▶ _Saved data entries_
++++++++
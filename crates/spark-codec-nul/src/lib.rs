#![cfg_attr(not(feature = "std"), no_std)]
#![deny(unsafe_code)]
#![warn(missing_docs)]

//! `spark-codec-nul` 提供以单个 NUL 字节（`0x00`）结尾的文本分帧。
//!
//! # 教案背景（Why）
//! - 帧驱动传输（`spark-transport-pump`）需要一个与套接字无关的纯逻辑分帧器，
//!   以便在任意分片到达的字节流中还原出完整消息，且可以脱离网络独立测试；
//! - 协议只有一条约定：每条消息是 UTF-8 文本，后面紧跟一个 NUL 字节，
//!   没有长度前缀、没有报头，也没有版本协商。
//!
//! # 使用概览（How）
//! - 入站：把每次 `recv` 得到的字节交给 [`NulFramer::extend_from_slice`]，
//!   随后通过 [`NulFramer::messages`] 取出全部已完整到达的消息；
//! - 出站：调用 [`encode_into`] 把文本与分隔符追加进发送缓冲。
//!
//! # 合约说明（What）
//! - 分隔符本身永远不属于消息内容，文本中出现 NUL 会被 [`FrameError::EmbeddedDelimiter`] 拒绝；
//! - 分帧器不设最大消息长度，未结束的消息只会让缓冲继续增长；
//! - 非法 UTF-8 字节按替换字符（U+FFFD）解码，不会中断后续分帧。
//!
//! # 风险提示与后续（Trade-offs）
//! - 协议不含转义策略，二进制负载不在支持范围内；
//! - 缓冲基于 `BytesMut` 的读游标实现，已消费的前缀在后续 `reserve` 时统一回收，
//!   避免每帧一次的整体前移拷贝。

extern crate alloc;

mod framer;

pub use crate::framer::{DELIMITER, Messages, NulFramer, encode_into, encoded_len, validate_payload};

/// 稳定错误码，供日志与指标聚合使用。
pub mod codes {
    /// 文本负载中包含分隔符。
    pub const EMBEDDED_DELIMITER: &str = "spark.codec.nul.embedded_delimiter";
}

/// 分帧编码阶段的错误。
#[derive(Clone, Debug, Eq, PartialEq, thiserror::Error)]
pub enum FrameError {
    /// 文本在 `offset` 处包含 NUL 字节，无法作为单条消息发送。
    #[error("payload contains the NUL delimiter at byte offset {offset}")]
    EmbeddedDelimiter {
        /// 首个 NUL 字节的偏移。
        offset: usize,
    },
}

impl FrameError {
    /// 返回错误对应的稳定错误码。
    pub fn code(&self) -> &'static str {
        match self {
            FrameError::EmbeddedDelimiter { .. } => codes::EMBEDDED_DELIMITER,
        }
    }
}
++++++++
▶ _Exercise objective_
Exactly as they appear above, the records are to be transcribed in full.

▶ _Written reply_
filename crates/spark-codec-nul/src/lib.rs
#![cfg_attr(not(feature = "std"), no_std)]
#![deny(unsafe_code)]
#![warn(missing_docs)]

//! `spark-codec-nul` 提供以单个 NUL 字节（`0x00`）结尾的文本分帧。
//!
//! # 教案背景（Why）
//! - 帧驱动传输（`spark-transport-pump`）需要一个与套接字无关的纯逻辑分帧器，
//!   以便在任意分片到达的字节流中还原出完整消息，且可以脱离网络独立测试；
//! - 协议只有一条约定：每条消息是 UTF-8 文本，后面紧跟一个 NUL 字节，
//!   没有长度前缀、没有报头，也没有版本协商。
//!
//! # 使用概览（How）
//! - 入站：把每次 `recv` 得到的字节交给 [`NulFramer::extend_from_slice`]，
//!   随后通过 [`NulFramer::messages`] 取出全部已完整到达的消息；
//! - 出站：调用 [`encode_into`] 把文本与分隔符追加进发送缓冲。
//!
//! # 合约说明（What）
//! - 分隔符本身永远不属于消息内容，文本中出现 NUL 会被 [`FrameError::EmbeddedDelimiter`] 拒绝；
//! - 分帧器不设最大消息长度，未结束的消息只会让缓冲继续增长；
//! - 非法 UTF-8 字节按替换字符（U+FFFD）解码，不会中断后续分帧。
//!
//! # 风险提示与后续（Trade-offs）
//! - 协议不含转义策略，二进制负载不在支持范围内；
//! - 缓冲基于 `BytesMut` 的读游标实现，已消费的前缀在后续 `reserve` 时统一回收，
//!   避免每帧一次的整体前移拷贝。

extern crate alloc;

mod framer;

pub use crate::framer::{DELIMITER, Messages, NulFramer, encode_into, encoded_len, validate_payload};

/// 稳定错误码，供日志与指标聚合使用。
pub mod codes {
    /// 文本负载中包含分隔符。
    pub const EMBEDDED_DELIMITER: &str = "spark.codec.nul.embedded_delimiter";
}

/// 分帧编码阶段的错误。
#[derive(Clone, Debug, Eq, PartialEq, thiserror::Error)]
pub enum FrameError {
    /// 文本在 `offset` 处包含 NUL 字节，无法作为单条消息发送。
    #[error("payload contains the NUL delimiter at byte offset {offset}")]
    EmbeddedDelimiter {
        /// 首个 NUL 字节的偏移。
        offset: usize,
    },
}

impl FrameError {
    /// 返回错误对应的稳定错误码。
    pub fn code(&self) -> &'static str {
        match self {
            FrameError::EmbeddedDelimiter { .. } => codes::EMBEDDED_DELIMITER,
        }
    }
}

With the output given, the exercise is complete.